# Probabilistic neural nets

Bayesian and other probabilistic inference in overparameterized ML

January 11, 2017 — April 27, 2023

Inferring densities and distributions in a massively parameterized deep learning setting in a Bayesian manner. Probabilistic networks are more general than Bayes.

Jospin et al. (2022) is a modern high-speed introduction and summary of many approaches.

Radford Neal’s thesis (Neal 1996) is a foundational Bayesian use of neural networks in the wide NN and MCMC sampling settings. Diederik P. Kingma’s thesis is a blockbuster in the more recent variational tradition.

Alex Graves’ poster of his paper (Graves 2011) presents a simple prior uncertainty method for recurrent nets — (diagonal Gaussian weight uncertainty) that I found elucidating. (There is a 3rd party quick and dirty implementation.)

One could refer to the 2019 NeurIPS Bayes deep learning workshop site, which introduced some more modern positioning.

Generative methods are useful, e.g. the variational autoencoder and affiliated reparameterization trick. Likelihood free methods seem to be in the air too.

We are free to consider classic neural network inference as a special case of Bayes inference. Specifically, we interpret the loss function \(\mathcal{L}\) of a net \(f:\mathbb{R}^n\times\mathbb{R}^d\to\mathbb{R}^k\) in the likelihood setting:

\[ \begin{aligned} \mathcal{L}(\theta) &:=-\sum_{i=1}^{m} \log p\left(y_{i} \mid f\left(x_{i} ; \theta\right)\right)-\log p(\theta) \\ &=-\log p(\theta \mid \mathcal{D}). \end{aligned} \]

Obviously, a few things are different from the point-estimate case; the parameter vector \(\theta\) is not interpretable, so what do posterior distributions over it even mean? What are sensible priors? Choosing priors over by-design-uninterpretable parameters such as NN weights is a fraught issue we will mostly ignore for now. Usually, a prior is by default something like

\[ p(\theta)=\mathcal{N}\left(0, \lambda^{-1} I\right) \]

for want of a better idea. This ends up being equivalent to the “weight decay” regularization in the sense that Bayesian priors and regularizations often are.

With that basis, we could do the usual stuff for Bayes inference, like considering the predictive posterior:

\[ p(y \mid x, \mathcal{D})=\int p(y \mid f(x ; \theta)) p(\theta \mid \mathcal{D}) d \theta \]

Usually, this posterior turns out to be intractable to calculate in the very high-dimensional parameter spaces of NNs, so we choose something simpler.

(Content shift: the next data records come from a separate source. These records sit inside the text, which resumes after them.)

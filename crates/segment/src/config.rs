//! Configuration for the two segmentation branches.

use crate::error::SegmentError;

/// Peak detection parameters for the approximation branch.
///
/// # Example
///
/// ```
/// use migra_segment::PeakConfig;
///
/// let config = PeakConfig::new(4.0)
///     .with_min_distance(30)
///     .with_max_count(Some(6));
///
/// assert!(config.validate().is_ok());
/// ```
#[derive(Debug, Clone, PartialEq)]
pub struct PeakConfig {
    /// Minimum height a local maximum needs to qualify.
    min_height: f64,
    /// Minimum index separation between retained peaks.
    min_distance: usize,
    /// Cap on the number of retained peaks; `None` is unbounded.
    max_count: Option<usize>,
}

impl PeakConfig {
    /// Creates a configuration with the given minimum peak height.
    ///
    /// Defaults: `min_distance = 1` (distinct indices only),
    /// `max_count = None` (unbounded).
    pub fn new(min_height: f64) -> Self {
        Self {
            min_height,
            min_distance: 1,
            max_count: None,
        }
    }

    /// Sets the minimum index separation between retained peaks.
    pub fn with_min_distance(mut self, min_distance: usize) -> Self {
        self.min_distance = min_distance;
        self
    }

    /// Sets the cap on retained peaks (`None` for no cap).
    pub fn with_max_count(mut self, max_count: Option<usize>) -> Self {
        self.max_count = max_count;
        self
    }

    /// Returns the minimum peak height.
    pub fn min_height(&self) -> f64 {
        self.min_height
    }

    /// Returns the minimum index separation.
    pub fn min_distance(&self) -> usize {
        self.min_distance
    }

    /// Returns the peak cap.
    pub fn max_count(&self) -> Option<usize> {
        self.max_count
    }

    /// Validates this configuration.
    ///
    /// # Errors
    ///
    /// [`SegmentError::InvalidParameter`] if `min_height` is NaN or infinite,
    /// or `max_count` is `Some(0)`.
    pub fn validate(&self) -> Result<(), SegmentError> {
        if !self.min_height.is_finite() {
            return Err(SegmentError::invalid(
                "min_height",
                format!("must be finite, got {}", self.min_height),
            ));
        }
        if self.max_count == Some(0) {
            return Err(SegmentError::invalid("max_count", "must be >= 1, got 0"));
        }
        Ok(())
    }
}

/// Change-point and stitching parameters for the detail branch.
///
/// # Example
///
/// ```
/// use migra_segment::ChangeConfig;
///
/// let config = ChangeConfig::new(0.8).with_min_segment_length(500);
/// assert!(config.validate().is_ok());
/// ```
#[derive(Debug, Clone, PartialEq)]
pub struct ChangeConfig {
    /// Jump in absolute detail magnitude that opens a new chunk.
    threshold: f64,
    /// Chunks shorter than this are stitched together.
    min_segment_length: usize,
}

impl ChangeConfig {
    /// Creates a configuration with the given change threshold.
    ///
    /// Defaults: `min_segment_length = 1`, which keeps every chunk.
    pub fn new(threshold: f64) -> Self {
        Self {
            threshold,
            min_segment_length: 1,
        }
    }

    /// Sets the minimum chunk length that escapes stitching.
    pub fn with_min_segment_length(mut self, min_segment_length: usize) -> Self {
        self.min_segment_length = min_segment_length;
        self
    }

    /// Returns the change threshold.
    pub fn threshold(&self) -> f64 {
        self.threshold
    }

    /// Returns the minimum segment length.
    pub fn min_segment_length(&self) -> usize {
        self.min_segment_length
    }

    /// Validates this configuration.
    ///
    /// # Errors
    ///
    /// [`SegmentError::InvalidParameter`] if `threshold` is not > 0 or
    /// `min_segment_length` is zero.
    pub fn validate(&self) -> Result<(), SegmentError> {
        validate_threshold(self.threshold)?;
        validate_min_length(self.min_segment_length)
    }
}

/// Full analysis configuration: which bands to read and how to segment them.
#[derive(Debug, Clone, PartialEq)]
pub struct AnalysisConfig {
    peak_level: usize,
    peaks: PeakConfig,
    change_level: usize,
    changes: ChangeConfig,
}

impl AnalysisConfig {
    /// Creates a configuration reading approximation band `peak_level` for
    /// peaks and detail band `change_level` for change points.
    pub fn new(
        peak_level: usize,
        peaks: PeakConfig,
        change_level: usize,
        changes: ChangeConfig,
    ) -> Self {
        Self {
            peak_level,
            peaks,
            change_level,
            changes,
        }
    }

    /// Returns the approximation level analysed for peaks.
    pub fn peak_level(&self) -> usize {
        self.peak_level
    }

    /// Returns the peak detection parameters.
    pub fn peaks(&self) -> &PeakConfig {
        &self.peaks
    }

    /// Returns the detail level analysed for change points.
    pub fn change_level(&self) -> usize {
        self.change_level
    }

    /// Returns the change-point parameters.
    pub fn changes(&self) -> &ChangeConfig {
        &self.changes
    }

    /// Validates this configuration against a decomposition with `n_levels`.
    ///
    /// # Errors
    ///
    /// [`SegmentError::InvalidParameter`] if either level is outside
    /// `1..=n_levels` or a branch configuration is invalid.
    pub fn validate(&self, n_levels: usize) -> Result<(), SegmentError> {
        validate_level("peak_level", self.peak_level, n_levels)?;
        validate_level("change_level", self.change_level, n_levels)?;
        self.peaks.validate()?;
        self.changes.validate()
    }
}

pub(crate) fn validate_threshold(threshold: f64) -> Result<(), SegmentError> {
    // `!(t > 0)` also catches NaN.
    if !(threshold > 0.0) {
        return Err(SegmentError::invalid(
            "threshold",
            format!("must be > 0, got {threshold}"),
        ));
    }
    Ok(())
}

pub(crate) fn validate_min_length(min_length: usize) -> Result<(), SegmentError> {
    if min_length < 1 {
        return Err(SegmentError::invalid(
            "min_segment_length",
            "must be >= 1, got 0",
        ));
    }
    Ok(())
}

fn validate_level(name: &'static str, level: usize, n_levels: usize) -> Result<(), SegmentError> {
    if !(1..=n_levels).contains(&level) {
        return Err(SegmentError::invalid(
            name,
            format!("must be in 1..={n_levels}, got {level}"),
        ));
    }
    Ok(())
}

#[cfg(test)]
mod tests {
    use super::*;

    #[test]
    fn peak_defaults() {
        let cfg = PeakConfig::new(2.5);
        assert_eq!(cfg.min_height(), 2.5);
        assert_eq!(cfg.min_distance(), 1);
        assert_eq!(cfg.max_count(), None);
        assert!(cfg.validate().is_ok());
    }

    #[test]
    fn peak_builder_chaining() {
        let cfg = PeakConfig::new(-1.0)
            .with_min_distance(12)
            .with_max_count(Some(3));
        assert_eq!(cfg.min_distance(), 12);
        assert_eq!(cfg.max_count(), Some(3));
        assert!(cfg.validate().is_ok());
    }

    #[test]
    fn peak_rejects_non_finite_height() {
        for bad in [f64::NAN, f64::INFINITY, f64::NEG_INFINITY] {
            let err = PeakConfig::new(bad).validate().unwrap_err();
            assert!(matches!(
                err,
                SegmentError::InvalidParameter {
                    name: "min_height",
                    ..
                }
            ));
        }
    }

    #[test]
    fn peak_rejects_zero_max_count() {
        let err = PeakConfig::new(0.0)
            .with_max_count(Some(0))
            .validate()
            .unwrap_err();
        assert!(matches!(
            err,
            SegmentError::InvalidParameter {
                name: "max_count",
                ..
            }
        ));
    }

    #[test]
    fn change_defaults() {
        let cfg = ChangeConfig::new(0.5);
        assert_eq!(cfg.threshold(), 0.5);
        assert_eq!(cfg.min_segment_length(), 1);
        assert!(cfg.validate().is_ok());
    }

    #[test]
    fn change_rejects_non_positive_threshold() {
        for bad in [0.0, -0.1, f64::NAN, f64::NEG_INFINITY] {
            let err = ChangeConfig::new(bad).validate().unwrap_err();
            assert!(matches!(
                err,
                SegmentError::InvalidParameter {
                    name: "threshold",
                    ..
                }
            ));
        }
        assert!(ChangeConfig::new(f64::INFINITY).validate().is_ok());
    }

    #[test]
    fn change_rejects_zero_min_length() {
        let err = ChangeConfig::new(1.0)
            .with_min_segment_length(0)
            .validate()
            .unwrap_err();
        assert!(matches!(
            err,
            SegmentError::InvalidParameter {
                name: "min_segment_length",
                ..
            }
        ));
    }

    #[test]
    fn analysis_levels_must_exist() {
        let cfg = AnalysisConfig::new(4, PeakConfig::new(1.0), 2, ChangeConfig::new(1.0));
        assert!(cfg.validate(4).is_ok());

        let err = cfg.validate(3).unwrap_err();
        assert!(matches!(
            err,
            SegmentError::InvalidParameter {
                name: "peak_level",
                ..
            }
        ));

        let cfg = AnalysisConfig::new(1, PeakConfig::new(1.0), 0, ChangeConfig::new(1.0));
        let err = cfg.validate(3).unwrap_err();
        assert!(matches!(
            err,
            SegmentError::InvalidParameter {
                name: "change_level",
                ..
            }
        ));
    }

    #[test]
    fn analysis_error_priority() {
        // Level problems are reported before branch parameters.
        let cfg = AnalysisConfig::new(9, PeakConfig::new(f64::NAN), 1, ChangeConfig::new(-1.0));
        assert!(matches!(
            cfg.validate(3).unwrap_err(),
            SegmentError::InvalidParameter {
                name: "peak_level",
                ..
            }
        ));
    }
}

We could summarize our posterior update by the simple maximum a posteriori estimate:

\[ \theta_{\mathrm{MAP}}:=\operatorname{arg min}_{\theta} \mathcal{L}(\theta). \]

In this case, we have recovered the classic training of non-Bayes nets with some *ad hoc* regularization which we claim was secretly a prior. But we have no notion of predictive uncertainty if we stop there.

Usually, the model will possess many optima, leading to suspicion that we have not found a good global one. How do we maximize model evidence here in any case?

Somewhere between the full belt-and-braces Bayes approach and the MAP point estimate are various approximations to Bayes inference we might try. What follows is a non-exhaustive smörgåsbord of options to do probabilistic inference in neural nets with different trade-offs.

🏗 To discuss: so many options for predictive uncertainty, but fewer for inverse uncertainty.

## 1 Natural Posterior Network

borchero/natural-posterior-network (Charpentier et al. 2022): some kind of reparameterization uncertainty?

## 2 MC sampling of weights by low-rank Matheron updates

This uses GP Matheron updates. Needs a shorter name but looks cool (Ritter et al. 2021). The idea is that we keep weights random but then create a sparse representation of the weights.

microsoft/bayesianize: Bayesianize: A Bayesian neural network wrapper in PyTorch.

- Mean-field variational inference (MFVI): variational inference with fully factorized Gaussian (FFG) approximation.
- Variational inference with full-covariance Gaussian approximation (for each layer).
- Variational inference with inducing weights: each layer is augmented with a small matrix of inducing weights, then MFVI is performed in the inducing weight space.
- Ensemble in inducing weight space: same augmentation as above, but with ensembles in the inducing weight space.

## 3 Bayes by backprop

See Bayes by backprop.

## 4 Variational autoencoders

## 5 Sampling via Monte Carlo

TBD. For now, if the number of parameters is smallish, see Hamiltonian Monte Carlo.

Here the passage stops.